I'm confused here. Why have both of you used a "3", when surely you mean "e"? If it was just one of you then I would simply put it down to a typo, but as two different people have done this, then maybe I've completely misunderstood something. Apologies if that is the case!
Math
Emeritus
Thanks
PF Gold
P: 39,339
 Quote by oay I'm confused here. Why have both of you used a "3", when surely you mean "e"? If it was just one of you then I would simply put it down to a typo, but as two different people have done this, then maybe I've completely misunderstood something. Apologies if that is the case!
To err is human- to really screw up requires a computer! I suspect Mentalic made a typo then phinds "copied and pasted".
P: 229
 Quote by HallsofIvy To err is human- to really screw up requires a computer!
Haha! I've known that proverb all my life and it's still one of my favourites.

 I suspect Mentalic made a typo then phinds "copied and pasted".
I agree that would be a reasonable explanation normally, but it looked to me that Mentallic's wasn't just a typo as he/she continued to to say log(3) etc later on. And phinds's message certainly doesn't appear to have been of any copy'n'paste effect to me.

Like I say, it really made me question myself. But glad we've agreed that it should've been an "e" in both cases - it certainly has satisfied me that I'm not going mad.
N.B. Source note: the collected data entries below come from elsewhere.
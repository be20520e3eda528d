//! Assignment of students to projects under capacity, preference and skill
//! constraints, optimized over a prioritized list of objectives in a
//! separate, interruptible worker process.

pub mod builder;
pub mod checks;
pub mod config;
pub mod display;
pub mod engine;
pub mod generator;
pub mod harness;
pub mod loaders;
pub mod model;
pub mod remap;
pub mod stats;
use crate::builder::{DislikeMode, Objectives};
use serde::{Deserialize, Serialize};
use std::path::{Path, PathBuf};
use std::time::Duration;
use thiserror::Error;

pub const DEFAULT_CONFIG_FILE: &str = "sepsolver.toml";

#[derive(Debug, Error)]
pub enum ConfigError {
    #[error("cannot read configuration file {path}")]
    Read {
        path: PathBuf,
        source: std::io::Error,
    },
    #[error("cannot parse configuration file {path}")]
    Parse {
        path: PathBuf,
        source: toml::de::Error,
    },
}

#[derive(Clone, Debug, Default, PartialEq, Deserialize, Serialize)]
#[serde(default, deny_unknown_fields)]
pub struct Config {
    pub model: ModelConfig,
    pub engine: EngineConfig,
    pub harness: HarnessConfig,
}

#[derive(Clone, Debug, Default, PartialEq, Deserialize, Serialize)]
#[serde(default, deny_unknown_fields)]
pub struct ModelConfig {
    pub dislikes: DislikeMode,
    pub objectives: Objectives,
}

#[derive(Clone, Debug, PartialEq, Deserialize, Serialize)]
#[serde(default, deny_unknown_fields)]
pub struct EngineConfig {
    /// Soft limit in seconds, checked between objective tiers.
    pub time_limit: Option<f64>,
    /// Slack granted to a solved tier once it is locked.
    pub tier_tolerance: f64,
}

impl Default for EngineConfig {
    fn default() -> EngineConfig {
        EngineConfig {
            time_limit: None,
            tier_tolerance: 1e-6,
        }
    }
}

impl EngineConfig {
    pub fn time_limit(&self) -> Option<Duration> {
        self.time_limit
            .filter(|t| t.is_finite() && *t >= 0.0)
            .map(Duration::from_secs_f64)
    }
}

#[derive(Clone, Debug, PartialEq, Deserialize, Serialize)]
#[serde(default, deny_unknown_fields)]
pub struct HarnessConfig {
    pub poll_interval_ms: u64,
    pub grace_period_ms: u64,
}

impl Default for HarnessConfig {
    fn default() -> HarnessConfig {
        HarnessConfig {
            poll_interval_ms: 100,
            grace_period_ms: 1000,
        }
    }
}

impl HarnessConfig {
    pub fn poll_interval(&self) -> Duration {
        Duration::from_millis(self.poll_interval_ms)
    }

    pub fn grace_period(&self) -> Duration {
        Duration::from_millis(self.grace_period_ms)
    }
}

impl Config {
    pub fn load(path: &Path) -> Result<Config, ConfigError> {
        let content = std::fs::read_to_string(path).map_err(|source| ConfigError::Read {
            path: path.to_owned(),
            source,
        })?;
        toml::from_str(&content).map_err(|source| ConfigError::Parse {
            path: path.to_owned(),
            source,
        })
    }

    /// Load the given file, or the default one if it exists, or fall back to
    /// default values.
    pub fn load_or_default(path: Option<&Path>) -> Result<Config, ConfigError> {
        match path {
            Some(path) => Config::load(path),
            None if Path::new(DEFAULT_CONFIG_FILE).exists() => {
                Config::load(Path::new(DEFAULT_CONFIG_FILE))
            }
            None => Ok(Config::default()),
        }
    }
}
I wasn't trying to be a pedant, but on sites such as this, little things like these can confuse a person who is trying to learn - not just the original poster. Sorry if I caused any offence by pointing it out.
PF Gold
P: 6,099
 Quote by oay I'm confused here. Why have both of you used a "3", when surely you mean "e"? If it was just one of you then I would simply put it down to a typo, but as two different people have done this, then maybe I've completely misunderstood something. Apologies if that is the case!
Uh ... stupidity ? Wait, no that's not it. It's a typo I tell you, a typo. Or a senior moment. I forget.
P: 229
 Quote by phinds Uh ... stupidity ? Wait, no that's not it. It's a typo I tell you, a typo. Or a senior moment. I forget.
Haha! My vote is for "senior". I consider myself senior too, but by no means consider myself "senior" to any of your maths knowledge. I'm well over half my way to my late 80s.